Perhaps the most frequently identified structure in neuroimaging studies of the SRT task is the subcortical collection of nuclei called basal ganglia. Increases in the basal ganglia's activity have been observed during both implicit and explicit sequence learning, although researchers have tended to emphasize automatic processing when characterizing its computational role. They have done so in part because several lines of evidence indicate that the basal ganglia are a key component of a habit learning system, especially in relationship to the production of sequential movements.

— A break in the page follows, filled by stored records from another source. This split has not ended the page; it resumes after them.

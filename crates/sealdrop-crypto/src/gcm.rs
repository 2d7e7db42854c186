//! Incremental AES-256-GCM for the streaming paths
//!
//! The one-shot API in the `aes-gcm` crate needs the whole message in memory,
//! which rules it out for multi-gigabyte files. This module composes the same
//! primitives that crate is built from (AES-CTR with a 32-bit big-endian
//! counter, GHASH over the ciphertext) into a chunk-at-a-time state machine:
//!
//! - `H = AES_K(0^128)`, `J0 = nonce || 0x00000001`
//! - data blocks are keystream counters 2, 3, ... (`inc32(J0)` onward)
//! - `tag = AES_K(J0) XOR GHASH_H(ciphertext || len_block)`
//!
//! No associated data (the wire format carries none). The buffered paths in
//! [`crate::engine`] go through `aes-gcm` directly, and the two are
//! cross-checked against each other in the tests below.

use aes::cipher::generic_array::GenericArray;
use aes::cipher::{BlockEncrypt, KeyInit, KeyIvInit, StreamCipher};
use aes::{Aes256, Block};
use ctr::Ctr32BE;
use ghash::universal_hash::UniversalHash;
use ghash::GHash;
use subtle::ConstantTimeEq;

use crate::error::{CryptoError, CryptoResult};
use crate::{KEY_SIZE, NONCE_SIZE, TAG_SIZE};

const BLOCK_SIZE: usize = 16;

// NIST SP 800-38D caps one GCM message at 2^39 - 256 bits of plaintext,
// which is exactly the 2^32 - 2 block budget of the 32-bit counter
// (counters 2..2^32). Past that, the counter would wrap and reuse keystream.
const MAX_MESSAGE_LEN: u64 = (1 << 36) - 32;

/// One GCM computation over a stream of chunks. Feed every chunk, in order,
/// to either `encrypt_chunk` or `decrypt_chunk` (never mix directions), then
/// call `finalize` (encrypt) or `verify` (decrypt) exactly once.
pub(crate) struct GcmStream {
    ctr: Ctr32BE<Aes256>,
    ghash: GHash,
    tag_mask: [u8; TAG_SIZE],
    // Partial GHASH block carried between chunks of arbitrary size
    partial: Block,
    partial_len: usize,
    ct_len: u64,
}

impl GcmStream {
    pub(crate) fn new(key: &[u8; KEY_SIZE], nonce: &[u8; NONCE_SIZE]) -> Self {
        let aes = Aes256::new(GenericArray::from_slice(key));
        let mut h = Block::default();
        aes.encrypt_block(&mut h);
        let ghash = GHash::new(&h);

        // J0 = nonce || counter 1; the first keystream block is the tag mask,
        // leaving the counter at 2 for the data blocks, as GCM requires.
        let mut iv = [0u8; BLOCK_SIZE];
        iv[..NONCE_SIZE].copy_from_slice(nonce);
        iv[BLOCK_SIZE - 1] = 1;
        let mut ctr = Ctr32BE::<Aes256>::new(
            GenericArray::from_slice(key),
            GenericArray::from_slice(&iv),
        );
        let mut tag_mask = [0u8; TAG_SIZE];
        ctr.apply_keystream(&mut tag_mask);

        Self {
            ctr,
            ghash,
            tag_mask,
            partial: Block::default(),
            partial_len: 0,
            ct_len: 0,
        }
    }

    /// Encrypt one plaintext chunk in place.
    ///
    /// Fails with `InvalidParameter` once the message would exceed the GCM
    /// length limit; nothing is processed in that case.
    pub(crate) fn encrypt_chunk(&mut self, buf: &mut [u8]) -> CryptoResult<()> {
        self.check_budget(buf.len())?;
        self.ctr.apply_keystream(buf);
        self.absorb(buf);
        Ok(())
    }

    /// Decrypt one ciphertext chunk in place. The result is unauthenticated
    /// until `verify` succeeds.
    pub(crate) fn decrypt_chunk(&mut self, buf: &mut [u8]) -> CryptoResult<()> {
        self.check_budget(buf.len())?;
        self.absorb(buf);
        self.ctr.apply_keystream(buf);
        Ok(())
    }

    fn check_budget(&self, len: usize) -> CryptoResult<()> {
        if self.ct_len.saturating_add(len as u64) > MAX_MESSAGE_LEN {
            return Err(CryptoError::InvalidParameter(
                "message exceeds AES-GCM length limit".into(),
            ));
        }
        Ok(())
    }

    /// Finish the computation and produce the authentication tag.
    pub(crate) fn finalize(mut self) -> [u8; TAG_SIZE] {
        if self.partial_len > 0 {
            let mut block = Block::default();
            block[..self.partial_len].copy_from_slice(&self.partial[..self.partial_len]);
            self.ghash.update(&[block]);
        }

        // Length block: 64-bit AAD bit count (always zero here) || 64-bit
        // ciphertext bit count, both big-endian.
        let mut len_block = Block::default();
        len_block[8..].copy_from_slice(&(self.ct_len * 8).to_be_bytes());
        self.ghash.update(&[len_block]);

        let ghash_out = self.ghash.finalize();
        let mut tag = self.tag_mask;
        for (t, g) in tag.iter_mut().zip(ghash_out.iter()) {
            *t ^= g;
        }
        tag
    }

    /// Finish the computation and compare against an expected tag in constant
    /// time.
    pub(crate) fn verify(self, expected: &[u8]) -> CryptoResult<()> {
        let tag = self.finalize();
        if bool::from(tag[..].ct_eq(expected)) {
            Ok(())
        } else {
            Err(CryptoError::Decryption)
        }
    }

    // GHASH absorbs full 16-byte blocks; buffer the remainder so chunk
    // boundaries can fall anywhere.
    fn absorb(&mut self, mut data: &[u8]) {
        self.ct_len += data.len() as u64;

        if self.partial_len > 0 {
            let take = (BLOCK_SIZE - self.partial_len).min(data.len());
            self.partial[self.partial_len..self.partial_len + take]
                .copy_from_slice(&data[..take]);
            self.partial_len += take;
            data = &data[take..];

            if self.partial_len < BLOCK_SIZE {
                return;
            }
            let block = self.partial;
            self.ghash.update(&[block]);
            self.partial_len = 0;
        }

        let mut chunks = data.chunks_exact(BLOCK_SIZE);
        for chunk in &mut chunks {
            self.ghash.update(&[*Block::from_slice(chunk)]);
        }

        let rem = chunks.remainder();
        self.partial[..rem.len()].copy_from_slice(rem);
        self.partial_len = rem.len();
    }
}
impl Level {
    pub const ZERO: Level = Level::Const(0);
    /// The h-level of propositions.
    pub const PROP: Level = Level::Const(-1);

    pub fn var(var: LevelVar) -> Level {
        Level::Var {
            var,
            offset: 0,
            max: 0,
        }
    }

    pub fn param(kind: LevelKind, index: u16) -> Level {
        Level::var(LevelVar::Param(kind, index))
    }

    /// A level inference variable. These may be solved to the h-level of
    /// propositions, so their constant lower bound is `-1` rather than `0`.
    pub fn infer(var: LevelInferVar) -> Level {
        Level::Var {
            var: LevelVar::Infer(var),
            offset: 0,
            max: -1,
        }
    }

    /// The successor of this level.
    pub fn succ(&self) -> Level {
        self.add(1)
    }

    /// Shift the level upwards by a constant amount.
    pub fn add(&self, amount: i32) -> Level {
        match *self {
            Level::Const(k) => Level::Const(k + amount),
            Level::Var { var, offset, max } => Level::Var {
                var,
                offset: offset + amount,
                max: max + amount,
            },
            Level::Infinity => Level::Infinity,
        }
    }

    /// The smallest level `l` such that `l + amount` is at least this level,
    /// assuming variables are non-negative.
    pub fn sub(&self, amount: i32) -> Level {
        match *self {
            Level::Const(k) => Level::Const(k - amount),
            Level::Var { var, offset, max } => Level::Var {
                var,
                offset: std::cmp::max(offset - amount, 0),
                max: max - amount,
            },
            Level::Infinity => Level::Infinity,
        }
    }

    /// Raise the constant lower bound of this level.
    pub fn max_const(&self, bound: i32) -> Level {
        match *self {
            Level::Const(k) => Level::Const(std::cmp::max(k, bound)),
            Level::Var { var, offset, max } => Level::Var {
                var,
                offset,
                max: std::cmp::max(max, bound),
            },
            Level::Infinity => Level::Infinity,
        }
    }

    pub fn is_infinity(&self) -> bool {
        matches!(self, Level::Infinity)
    }

    /// The level variable this level is built on, if any.
    pub fn level_var(&self) -> Option<LevelVar> {
        match self {
            Level::Var { var, .. } => Some(*var),
            Level::Const(_) | Level::Infinity => None,
        }
    }

    /// The inference variable this level is built on, if any.
    pub fn infer_var(&self) -> Option<LevelInferVar> {
        match self.level_var() {
            Some(LevelVar::Infer(var)) => Some(var),
            Some(LevelVar::Param(..)) | None => None,
        }
    }

    pub fn has_infer_var(&self) -> bool {
        self.infer_var().is_some()
    }

    /// Replace the variable of this level, keeping its offset and constant
    /// lower bound.
    pub fn subst(&self, mapping: &dyn Fn(LevelVar) -> Option<Level>) -> Level {
        match *self {
            Level::Var { var, offset, max } => match mapping(var) {
                Some(level) => level.add(offset).max_const(max),
                None => *self,
            },
            Level::Const(_) | Level::Infinity => *self,
        }
    }

    /// The syntactic join of two levels, if one can be expressed without
    /// introducing a new level variable.
    ///
    /// `var_le` decides whether one level variable is known to be below
    /// another.
    pub fn max(&self, other: &Level, var_le: &dyn Fn(LevelVar, LevelVar) -> bool) -> Option<Level> {
        match (*self, *other) {
            (Level::Infinity, _) | (_, Level::Infinity) => Some(Level::Infinity),
            (Level::Const(k0), Level::Const(k1)) => Some(Level::Const(std::cmp::max(k0, k1))),
            (Level::Const(k), level @ Level::Var { .. })
            | (level @ Level::Var { .. }, Level::Const(k)) => Some(level.max_const(k)),
            (
                Level::Var {
                    var: var0,
                    offset: offset0,
                    max: max0,
                },
                Level::Var {
                    var: var1,
                    offset: offset1,
                    max: max1,
                },
            ) => {
                let max = std::cmp::max(max0, max1);
                if var0 == var1 {
                    let offset = std::cmp::max(offset0, offset1);
                    Some(Level::Var { var: var0, offset, max })
                } else if offset0 <= offset1 && var_le(var0, var1) {
                    Some(Level::Var { var: var1, offset: offset1, max })
                } else if offset1 <= offset0 && var_le(var1, var0) {
                    Some(Level::Var { var: var0, offset: offset0, max })
                } else {
                    None
                }
            }
        }
    }

    /// Decide `self ≤ other` for levels that are free of inference variables,
    /// treating level parameters as non-negative.
    pub fn is_le(&self, other: &Level, var_le: &dyn Fn(LevelVar, LevelVar) -> bool) -> bool {
        match (*self, *other) {
            (_, Level::Infinity) => true,
            (Level::Infinity, _) => false,
            (Level::Const(k0), Level::Const(k1)) => k0 <= k1,
            (Level::Const(k), Level::Var { offset, max, .. }) => k <= std::cmp::max(offset, max),
            (Level::Var { .. }, Level::Const(_)) => false,
            (
                Level::Var {
                    var: var0,
                    offset: offset0,
                    max: max0,
                },
                Level::Var {
                    var: var1,
                    offset: offset1,
                    max: max1,
                },
            ) => {
                (var0 == var1 || var_le(var0, var1))
                    && offset0 <= offset1
                    && max0 <= std::cmp::max(offset1, max1)
            }
        }
    }
}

Neurological disorders have also emphasized the role of the basal ganglia in motor control, particularly in the production of sequential movements. Two prominent degenerative disorders, Parkinson's disease and Huntington's disease, involve a loss of tissue in the basal ganglia. For the former, the disorder primarily involves a loss of dopaminergic neurons arising in the substantia nigra. For the latter, the genetic abnormalities result in extensive atrophy of the striatum, at least in the initial stages of the disease. Patients with either Parkinson's or Huntington's disease exhibit a learning deficit on the SRT task. In both disorders, the coordination problems are most pronounced during the production of sequential actions.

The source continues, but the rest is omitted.